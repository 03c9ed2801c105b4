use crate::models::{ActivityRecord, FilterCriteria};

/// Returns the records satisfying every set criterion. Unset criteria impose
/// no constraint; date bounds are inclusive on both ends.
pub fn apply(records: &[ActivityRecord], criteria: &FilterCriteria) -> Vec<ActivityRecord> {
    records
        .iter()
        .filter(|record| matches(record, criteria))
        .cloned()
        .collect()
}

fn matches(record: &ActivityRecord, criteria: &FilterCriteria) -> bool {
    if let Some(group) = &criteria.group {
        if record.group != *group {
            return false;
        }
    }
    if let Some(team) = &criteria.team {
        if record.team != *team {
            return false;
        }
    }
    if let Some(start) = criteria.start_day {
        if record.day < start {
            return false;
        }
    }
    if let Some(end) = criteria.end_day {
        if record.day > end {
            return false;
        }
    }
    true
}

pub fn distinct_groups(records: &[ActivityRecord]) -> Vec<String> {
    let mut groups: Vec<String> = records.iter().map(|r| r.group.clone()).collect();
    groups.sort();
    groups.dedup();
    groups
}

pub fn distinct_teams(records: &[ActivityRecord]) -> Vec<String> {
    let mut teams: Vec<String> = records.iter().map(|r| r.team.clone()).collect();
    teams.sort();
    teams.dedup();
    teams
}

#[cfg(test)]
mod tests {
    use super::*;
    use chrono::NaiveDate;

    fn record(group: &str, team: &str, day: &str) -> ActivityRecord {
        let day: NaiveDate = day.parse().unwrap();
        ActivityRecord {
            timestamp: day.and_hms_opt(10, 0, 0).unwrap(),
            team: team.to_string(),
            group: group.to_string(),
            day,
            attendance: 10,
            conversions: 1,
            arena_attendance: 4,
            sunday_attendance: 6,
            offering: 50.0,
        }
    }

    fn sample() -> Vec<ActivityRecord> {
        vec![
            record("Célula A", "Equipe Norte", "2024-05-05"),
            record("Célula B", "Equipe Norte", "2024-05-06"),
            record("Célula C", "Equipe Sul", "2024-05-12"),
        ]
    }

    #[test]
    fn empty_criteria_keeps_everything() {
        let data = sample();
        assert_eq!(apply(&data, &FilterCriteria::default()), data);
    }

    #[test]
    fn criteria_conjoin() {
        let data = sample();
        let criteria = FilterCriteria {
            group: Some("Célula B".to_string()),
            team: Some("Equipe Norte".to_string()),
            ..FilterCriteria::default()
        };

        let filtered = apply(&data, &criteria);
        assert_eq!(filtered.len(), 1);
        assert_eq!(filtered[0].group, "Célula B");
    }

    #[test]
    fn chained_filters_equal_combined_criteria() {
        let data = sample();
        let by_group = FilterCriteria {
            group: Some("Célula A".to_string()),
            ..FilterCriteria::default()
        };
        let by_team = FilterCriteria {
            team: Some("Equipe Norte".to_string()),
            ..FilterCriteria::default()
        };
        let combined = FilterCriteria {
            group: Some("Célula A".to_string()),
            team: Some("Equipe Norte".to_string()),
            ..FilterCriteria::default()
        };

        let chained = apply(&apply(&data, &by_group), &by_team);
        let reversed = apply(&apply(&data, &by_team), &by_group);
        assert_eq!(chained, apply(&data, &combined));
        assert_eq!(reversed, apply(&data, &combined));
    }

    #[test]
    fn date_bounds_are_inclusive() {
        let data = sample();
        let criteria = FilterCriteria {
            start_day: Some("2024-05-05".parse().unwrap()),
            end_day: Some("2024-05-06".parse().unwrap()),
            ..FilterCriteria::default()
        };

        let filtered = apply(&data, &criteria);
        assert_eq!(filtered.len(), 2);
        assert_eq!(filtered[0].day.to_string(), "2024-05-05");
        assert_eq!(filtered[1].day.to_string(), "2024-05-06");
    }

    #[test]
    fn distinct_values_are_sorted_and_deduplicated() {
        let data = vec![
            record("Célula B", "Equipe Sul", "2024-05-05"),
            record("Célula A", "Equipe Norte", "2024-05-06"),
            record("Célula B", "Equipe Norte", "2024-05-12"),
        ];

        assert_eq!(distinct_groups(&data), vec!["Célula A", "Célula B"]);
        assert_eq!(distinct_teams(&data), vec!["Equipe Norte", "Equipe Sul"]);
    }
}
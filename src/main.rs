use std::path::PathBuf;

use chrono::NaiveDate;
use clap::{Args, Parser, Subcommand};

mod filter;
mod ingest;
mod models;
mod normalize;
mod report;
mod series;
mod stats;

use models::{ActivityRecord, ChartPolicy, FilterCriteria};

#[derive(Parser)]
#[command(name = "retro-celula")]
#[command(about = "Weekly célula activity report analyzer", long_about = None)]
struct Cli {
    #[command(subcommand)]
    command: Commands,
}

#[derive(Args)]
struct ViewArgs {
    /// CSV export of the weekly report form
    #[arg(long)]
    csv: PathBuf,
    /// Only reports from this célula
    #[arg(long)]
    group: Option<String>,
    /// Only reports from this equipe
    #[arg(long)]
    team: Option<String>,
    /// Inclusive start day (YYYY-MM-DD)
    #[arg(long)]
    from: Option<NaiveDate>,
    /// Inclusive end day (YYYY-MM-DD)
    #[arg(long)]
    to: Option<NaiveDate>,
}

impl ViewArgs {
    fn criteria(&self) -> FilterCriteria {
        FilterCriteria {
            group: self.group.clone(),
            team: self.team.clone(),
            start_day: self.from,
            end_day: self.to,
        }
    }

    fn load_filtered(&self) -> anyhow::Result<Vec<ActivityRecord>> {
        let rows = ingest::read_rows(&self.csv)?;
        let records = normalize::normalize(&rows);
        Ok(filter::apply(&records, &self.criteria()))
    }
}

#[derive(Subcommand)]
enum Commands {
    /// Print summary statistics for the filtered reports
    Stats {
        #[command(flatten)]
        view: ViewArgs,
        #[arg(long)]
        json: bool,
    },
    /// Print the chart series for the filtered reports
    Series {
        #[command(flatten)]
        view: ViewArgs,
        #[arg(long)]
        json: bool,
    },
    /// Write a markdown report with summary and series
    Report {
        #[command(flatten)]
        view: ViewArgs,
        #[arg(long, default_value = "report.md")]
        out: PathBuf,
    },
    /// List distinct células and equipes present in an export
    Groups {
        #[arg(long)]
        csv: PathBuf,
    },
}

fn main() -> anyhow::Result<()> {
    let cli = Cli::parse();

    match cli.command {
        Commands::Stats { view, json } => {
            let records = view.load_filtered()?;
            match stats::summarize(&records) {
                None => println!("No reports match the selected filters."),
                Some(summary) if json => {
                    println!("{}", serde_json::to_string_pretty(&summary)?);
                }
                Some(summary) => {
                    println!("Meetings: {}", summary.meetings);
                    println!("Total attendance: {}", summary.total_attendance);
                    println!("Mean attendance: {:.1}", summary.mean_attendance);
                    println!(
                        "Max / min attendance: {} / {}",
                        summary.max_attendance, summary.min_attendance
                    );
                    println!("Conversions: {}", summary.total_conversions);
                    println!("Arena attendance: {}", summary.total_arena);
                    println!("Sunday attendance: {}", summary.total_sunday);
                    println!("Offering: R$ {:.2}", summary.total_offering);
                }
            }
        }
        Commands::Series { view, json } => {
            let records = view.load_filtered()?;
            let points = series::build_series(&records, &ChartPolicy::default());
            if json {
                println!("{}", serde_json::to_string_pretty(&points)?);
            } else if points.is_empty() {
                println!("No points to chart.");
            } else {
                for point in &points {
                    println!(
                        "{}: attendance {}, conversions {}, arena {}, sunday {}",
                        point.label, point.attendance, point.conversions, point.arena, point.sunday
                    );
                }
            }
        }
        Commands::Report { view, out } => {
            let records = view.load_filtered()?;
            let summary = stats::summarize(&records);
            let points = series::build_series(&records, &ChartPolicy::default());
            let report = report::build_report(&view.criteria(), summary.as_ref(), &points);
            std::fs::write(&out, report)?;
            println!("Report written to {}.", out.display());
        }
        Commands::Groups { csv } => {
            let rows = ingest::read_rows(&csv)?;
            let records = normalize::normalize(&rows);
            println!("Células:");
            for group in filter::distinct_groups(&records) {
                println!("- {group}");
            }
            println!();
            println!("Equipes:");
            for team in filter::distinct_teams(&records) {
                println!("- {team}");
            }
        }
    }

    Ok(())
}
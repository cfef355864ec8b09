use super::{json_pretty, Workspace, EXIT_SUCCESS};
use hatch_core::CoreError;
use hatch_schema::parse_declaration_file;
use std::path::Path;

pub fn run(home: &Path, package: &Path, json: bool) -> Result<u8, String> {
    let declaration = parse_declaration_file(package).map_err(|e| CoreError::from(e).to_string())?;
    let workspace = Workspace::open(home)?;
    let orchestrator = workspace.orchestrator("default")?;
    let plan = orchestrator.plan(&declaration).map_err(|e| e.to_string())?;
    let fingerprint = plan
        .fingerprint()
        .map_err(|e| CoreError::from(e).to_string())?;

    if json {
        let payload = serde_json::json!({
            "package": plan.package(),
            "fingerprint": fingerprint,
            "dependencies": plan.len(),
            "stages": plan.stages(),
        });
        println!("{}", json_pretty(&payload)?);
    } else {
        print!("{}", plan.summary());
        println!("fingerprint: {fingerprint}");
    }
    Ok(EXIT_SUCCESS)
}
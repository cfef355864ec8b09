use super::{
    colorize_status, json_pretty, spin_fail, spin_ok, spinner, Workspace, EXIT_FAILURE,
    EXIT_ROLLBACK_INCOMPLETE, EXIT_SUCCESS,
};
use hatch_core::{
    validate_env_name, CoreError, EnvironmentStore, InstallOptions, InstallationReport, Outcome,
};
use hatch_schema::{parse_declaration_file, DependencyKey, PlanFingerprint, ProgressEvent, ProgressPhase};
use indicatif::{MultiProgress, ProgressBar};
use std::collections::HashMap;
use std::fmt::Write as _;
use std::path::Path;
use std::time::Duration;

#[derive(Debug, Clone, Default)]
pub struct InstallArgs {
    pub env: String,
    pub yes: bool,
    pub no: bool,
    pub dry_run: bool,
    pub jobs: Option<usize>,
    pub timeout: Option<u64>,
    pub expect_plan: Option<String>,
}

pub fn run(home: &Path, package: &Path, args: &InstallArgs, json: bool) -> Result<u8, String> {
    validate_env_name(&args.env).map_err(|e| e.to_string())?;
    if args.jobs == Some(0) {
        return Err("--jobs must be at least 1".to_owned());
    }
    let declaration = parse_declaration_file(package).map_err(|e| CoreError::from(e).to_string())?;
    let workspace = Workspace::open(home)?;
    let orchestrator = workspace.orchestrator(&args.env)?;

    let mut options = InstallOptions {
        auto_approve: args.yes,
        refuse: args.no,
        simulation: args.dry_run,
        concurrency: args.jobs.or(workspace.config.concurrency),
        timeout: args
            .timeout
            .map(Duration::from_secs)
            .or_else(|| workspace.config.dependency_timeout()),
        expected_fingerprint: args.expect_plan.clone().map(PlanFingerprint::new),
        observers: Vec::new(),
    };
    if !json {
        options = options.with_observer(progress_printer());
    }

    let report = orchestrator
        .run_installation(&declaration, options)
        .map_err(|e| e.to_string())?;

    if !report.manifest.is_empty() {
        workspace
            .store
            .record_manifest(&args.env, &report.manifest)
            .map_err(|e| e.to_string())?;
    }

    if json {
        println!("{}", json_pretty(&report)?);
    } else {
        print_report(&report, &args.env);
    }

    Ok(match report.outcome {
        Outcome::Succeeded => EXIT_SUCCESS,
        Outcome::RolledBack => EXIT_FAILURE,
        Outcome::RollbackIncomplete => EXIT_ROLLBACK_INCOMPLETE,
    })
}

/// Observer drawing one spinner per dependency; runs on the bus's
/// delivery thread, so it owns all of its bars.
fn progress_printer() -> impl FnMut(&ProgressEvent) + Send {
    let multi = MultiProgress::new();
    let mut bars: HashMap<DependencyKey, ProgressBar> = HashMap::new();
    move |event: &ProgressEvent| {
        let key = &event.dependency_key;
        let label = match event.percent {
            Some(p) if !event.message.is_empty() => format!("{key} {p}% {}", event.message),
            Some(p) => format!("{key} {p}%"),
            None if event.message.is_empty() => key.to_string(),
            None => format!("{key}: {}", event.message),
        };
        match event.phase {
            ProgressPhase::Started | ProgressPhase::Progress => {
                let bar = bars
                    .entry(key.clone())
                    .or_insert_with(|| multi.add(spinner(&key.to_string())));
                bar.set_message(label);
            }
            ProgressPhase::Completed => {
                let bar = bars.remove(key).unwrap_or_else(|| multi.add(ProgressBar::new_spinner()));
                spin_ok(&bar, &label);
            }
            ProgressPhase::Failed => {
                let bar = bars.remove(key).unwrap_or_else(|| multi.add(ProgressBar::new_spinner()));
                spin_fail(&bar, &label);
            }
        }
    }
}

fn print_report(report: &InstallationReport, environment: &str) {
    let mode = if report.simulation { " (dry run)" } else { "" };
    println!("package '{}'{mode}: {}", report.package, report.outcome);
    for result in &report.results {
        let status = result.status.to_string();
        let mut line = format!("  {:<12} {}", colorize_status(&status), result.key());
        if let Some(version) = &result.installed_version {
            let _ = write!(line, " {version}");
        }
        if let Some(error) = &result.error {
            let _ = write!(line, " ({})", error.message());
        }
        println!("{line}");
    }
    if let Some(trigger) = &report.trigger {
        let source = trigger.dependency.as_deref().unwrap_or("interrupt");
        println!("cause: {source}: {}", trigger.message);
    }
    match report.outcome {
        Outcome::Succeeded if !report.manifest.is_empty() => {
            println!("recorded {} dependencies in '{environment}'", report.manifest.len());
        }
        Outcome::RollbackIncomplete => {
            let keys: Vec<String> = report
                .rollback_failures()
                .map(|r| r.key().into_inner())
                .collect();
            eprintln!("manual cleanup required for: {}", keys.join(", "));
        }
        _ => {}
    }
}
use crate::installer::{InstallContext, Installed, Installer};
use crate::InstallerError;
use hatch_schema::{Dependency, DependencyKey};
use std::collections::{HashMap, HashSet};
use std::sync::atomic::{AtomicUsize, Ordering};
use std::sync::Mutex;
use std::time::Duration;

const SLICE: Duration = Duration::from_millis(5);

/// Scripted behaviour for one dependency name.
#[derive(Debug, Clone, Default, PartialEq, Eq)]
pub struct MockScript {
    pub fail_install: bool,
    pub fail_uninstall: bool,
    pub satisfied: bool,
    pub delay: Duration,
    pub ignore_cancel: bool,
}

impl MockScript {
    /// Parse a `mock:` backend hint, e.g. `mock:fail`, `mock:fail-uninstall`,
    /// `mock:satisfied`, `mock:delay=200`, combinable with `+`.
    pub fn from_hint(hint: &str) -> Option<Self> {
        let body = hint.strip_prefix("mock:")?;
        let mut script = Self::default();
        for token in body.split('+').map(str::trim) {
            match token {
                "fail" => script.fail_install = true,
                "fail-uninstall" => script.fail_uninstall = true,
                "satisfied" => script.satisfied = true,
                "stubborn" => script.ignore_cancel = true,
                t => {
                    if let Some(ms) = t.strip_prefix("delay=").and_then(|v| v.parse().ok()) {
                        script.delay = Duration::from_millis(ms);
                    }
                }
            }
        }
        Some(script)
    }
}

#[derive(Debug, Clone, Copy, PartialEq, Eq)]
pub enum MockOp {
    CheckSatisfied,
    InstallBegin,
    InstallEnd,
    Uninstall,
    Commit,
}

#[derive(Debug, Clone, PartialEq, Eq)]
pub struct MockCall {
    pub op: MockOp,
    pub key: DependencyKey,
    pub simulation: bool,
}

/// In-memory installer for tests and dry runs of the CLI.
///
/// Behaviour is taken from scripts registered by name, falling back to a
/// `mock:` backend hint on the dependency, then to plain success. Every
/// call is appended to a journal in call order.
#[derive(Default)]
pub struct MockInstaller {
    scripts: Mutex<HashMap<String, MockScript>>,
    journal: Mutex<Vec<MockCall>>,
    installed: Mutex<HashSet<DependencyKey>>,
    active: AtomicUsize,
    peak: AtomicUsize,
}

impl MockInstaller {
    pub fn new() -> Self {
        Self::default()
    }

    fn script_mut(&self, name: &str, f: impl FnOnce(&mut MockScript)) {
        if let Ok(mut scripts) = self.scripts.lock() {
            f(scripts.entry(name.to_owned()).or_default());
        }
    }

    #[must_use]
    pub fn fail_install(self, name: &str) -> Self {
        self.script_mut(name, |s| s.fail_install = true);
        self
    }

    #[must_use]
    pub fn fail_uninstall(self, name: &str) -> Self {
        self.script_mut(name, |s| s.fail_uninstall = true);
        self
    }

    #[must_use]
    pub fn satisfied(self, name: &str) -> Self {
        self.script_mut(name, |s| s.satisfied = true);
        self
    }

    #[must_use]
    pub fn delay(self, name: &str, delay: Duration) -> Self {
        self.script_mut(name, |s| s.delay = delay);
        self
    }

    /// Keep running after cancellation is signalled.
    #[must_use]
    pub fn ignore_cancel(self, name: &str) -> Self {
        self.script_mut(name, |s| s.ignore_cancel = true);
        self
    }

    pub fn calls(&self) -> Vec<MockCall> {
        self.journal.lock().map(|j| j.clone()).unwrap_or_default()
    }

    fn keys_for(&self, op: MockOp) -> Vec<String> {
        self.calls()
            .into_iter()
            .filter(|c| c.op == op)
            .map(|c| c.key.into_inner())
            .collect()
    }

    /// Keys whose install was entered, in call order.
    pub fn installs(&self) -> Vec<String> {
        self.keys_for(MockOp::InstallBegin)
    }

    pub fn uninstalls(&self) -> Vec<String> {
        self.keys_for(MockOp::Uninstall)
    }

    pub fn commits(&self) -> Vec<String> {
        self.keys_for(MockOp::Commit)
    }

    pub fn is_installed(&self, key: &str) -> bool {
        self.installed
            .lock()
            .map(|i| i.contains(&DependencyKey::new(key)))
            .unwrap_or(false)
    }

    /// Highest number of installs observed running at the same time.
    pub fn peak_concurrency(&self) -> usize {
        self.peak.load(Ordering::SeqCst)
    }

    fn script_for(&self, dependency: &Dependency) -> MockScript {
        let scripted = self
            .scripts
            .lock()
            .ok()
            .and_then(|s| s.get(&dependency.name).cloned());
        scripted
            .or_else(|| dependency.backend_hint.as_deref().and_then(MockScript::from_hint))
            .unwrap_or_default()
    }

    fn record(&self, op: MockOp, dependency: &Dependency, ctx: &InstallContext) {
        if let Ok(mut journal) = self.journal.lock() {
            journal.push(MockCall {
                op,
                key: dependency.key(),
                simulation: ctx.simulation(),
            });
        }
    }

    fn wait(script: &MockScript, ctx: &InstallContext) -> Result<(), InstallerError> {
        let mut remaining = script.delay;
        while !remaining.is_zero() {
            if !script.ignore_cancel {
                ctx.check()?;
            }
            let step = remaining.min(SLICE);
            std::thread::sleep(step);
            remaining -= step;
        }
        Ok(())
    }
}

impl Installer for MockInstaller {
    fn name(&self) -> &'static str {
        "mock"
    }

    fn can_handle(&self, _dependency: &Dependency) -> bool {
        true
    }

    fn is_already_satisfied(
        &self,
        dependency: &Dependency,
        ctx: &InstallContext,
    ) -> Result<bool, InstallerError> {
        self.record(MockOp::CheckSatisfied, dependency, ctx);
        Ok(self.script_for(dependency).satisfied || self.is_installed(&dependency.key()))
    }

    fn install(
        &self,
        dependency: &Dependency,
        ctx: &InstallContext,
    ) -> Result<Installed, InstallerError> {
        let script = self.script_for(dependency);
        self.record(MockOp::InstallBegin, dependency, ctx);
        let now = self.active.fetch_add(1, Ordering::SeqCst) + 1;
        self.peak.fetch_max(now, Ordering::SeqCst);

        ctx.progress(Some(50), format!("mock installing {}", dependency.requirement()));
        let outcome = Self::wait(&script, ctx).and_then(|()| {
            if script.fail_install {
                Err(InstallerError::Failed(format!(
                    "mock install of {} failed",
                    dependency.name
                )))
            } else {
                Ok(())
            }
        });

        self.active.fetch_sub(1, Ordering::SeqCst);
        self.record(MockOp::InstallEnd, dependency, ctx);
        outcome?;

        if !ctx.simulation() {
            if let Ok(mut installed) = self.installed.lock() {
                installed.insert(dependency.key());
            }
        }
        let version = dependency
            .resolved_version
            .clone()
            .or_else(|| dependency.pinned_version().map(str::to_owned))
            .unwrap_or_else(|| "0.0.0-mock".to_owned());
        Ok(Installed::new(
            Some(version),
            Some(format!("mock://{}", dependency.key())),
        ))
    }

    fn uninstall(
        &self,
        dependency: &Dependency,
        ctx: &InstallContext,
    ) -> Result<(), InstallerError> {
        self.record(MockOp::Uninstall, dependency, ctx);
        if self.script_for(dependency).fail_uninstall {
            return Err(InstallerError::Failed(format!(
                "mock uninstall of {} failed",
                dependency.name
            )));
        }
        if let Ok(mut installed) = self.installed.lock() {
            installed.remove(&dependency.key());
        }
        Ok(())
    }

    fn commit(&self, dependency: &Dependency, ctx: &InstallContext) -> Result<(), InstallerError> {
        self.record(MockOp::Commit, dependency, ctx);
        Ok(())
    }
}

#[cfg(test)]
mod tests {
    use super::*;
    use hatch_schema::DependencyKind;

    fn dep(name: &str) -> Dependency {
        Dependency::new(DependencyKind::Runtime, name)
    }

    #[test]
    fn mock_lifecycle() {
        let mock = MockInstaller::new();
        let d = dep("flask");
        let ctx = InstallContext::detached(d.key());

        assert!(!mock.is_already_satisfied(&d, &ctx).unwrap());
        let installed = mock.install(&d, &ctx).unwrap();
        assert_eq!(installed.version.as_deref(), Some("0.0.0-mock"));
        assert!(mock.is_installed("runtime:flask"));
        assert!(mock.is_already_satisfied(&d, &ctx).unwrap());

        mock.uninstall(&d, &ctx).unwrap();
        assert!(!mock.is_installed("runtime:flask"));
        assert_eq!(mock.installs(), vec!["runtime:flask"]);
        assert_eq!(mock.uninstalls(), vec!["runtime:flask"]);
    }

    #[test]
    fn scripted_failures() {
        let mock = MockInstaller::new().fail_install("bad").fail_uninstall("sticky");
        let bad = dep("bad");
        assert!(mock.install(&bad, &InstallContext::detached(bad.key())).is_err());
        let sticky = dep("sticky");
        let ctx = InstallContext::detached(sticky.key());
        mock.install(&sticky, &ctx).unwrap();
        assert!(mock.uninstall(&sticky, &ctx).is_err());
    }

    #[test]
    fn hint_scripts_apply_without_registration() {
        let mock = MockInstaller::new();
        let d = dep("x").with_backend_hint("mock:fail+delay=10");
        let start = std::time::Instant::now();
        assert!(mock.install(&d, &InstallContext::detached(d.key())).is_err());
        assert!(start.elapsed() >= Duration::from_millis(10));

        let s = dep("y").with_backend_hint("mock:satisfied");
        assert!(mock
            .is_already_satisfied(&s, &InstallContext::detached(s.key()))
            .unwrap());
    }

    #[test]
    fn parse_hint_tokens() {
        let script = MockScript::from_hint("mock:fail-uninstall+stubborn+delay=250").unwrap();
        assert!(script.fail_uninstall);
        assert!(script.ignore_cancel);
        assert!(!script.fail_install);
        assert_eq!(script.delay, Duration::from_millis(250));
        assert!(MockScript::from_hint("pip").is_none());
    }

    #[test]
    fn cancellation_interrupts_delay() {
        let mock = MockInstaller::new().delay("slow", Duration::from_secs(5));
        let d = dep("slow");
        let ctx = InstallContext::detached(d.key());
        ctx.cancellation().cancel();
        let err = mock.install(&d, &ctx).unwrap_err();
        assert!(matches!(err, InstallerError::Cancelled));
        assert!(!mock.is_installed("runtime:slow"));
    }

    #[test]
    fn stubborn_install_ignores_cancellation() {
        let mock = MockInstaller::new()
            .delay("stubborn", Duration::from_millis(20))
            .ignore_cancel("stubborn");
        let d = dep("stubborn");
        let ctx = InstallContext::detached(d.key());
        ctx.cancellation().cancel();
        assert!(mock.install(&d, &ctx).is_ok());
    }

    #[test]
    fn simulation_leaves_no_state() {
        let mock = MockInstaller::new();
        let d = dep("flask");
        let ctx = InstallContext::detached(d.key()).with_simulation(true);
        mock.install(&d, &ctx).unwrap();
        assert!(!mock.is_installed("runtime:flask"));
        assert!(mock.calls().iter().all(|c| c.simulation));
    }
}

Exercise: Which lines above contain the word "CoreError"? Copy each of them.

Result for this exercise:
use hatch_core::CoreError;
    let declaration = parse_declaration_file(package).map_err(|e| CoreError::from(e).to_string())?;
        .map_err(|e| CoreError::from(e).to_string())?;
    validate_env_name, CoreError, EnvironmentStore, InstallOptions, InstallationReport, Outcome,
    let declaration = parse_declaration_file(package).map_err(|e| CoreError::from(e).to_string())?;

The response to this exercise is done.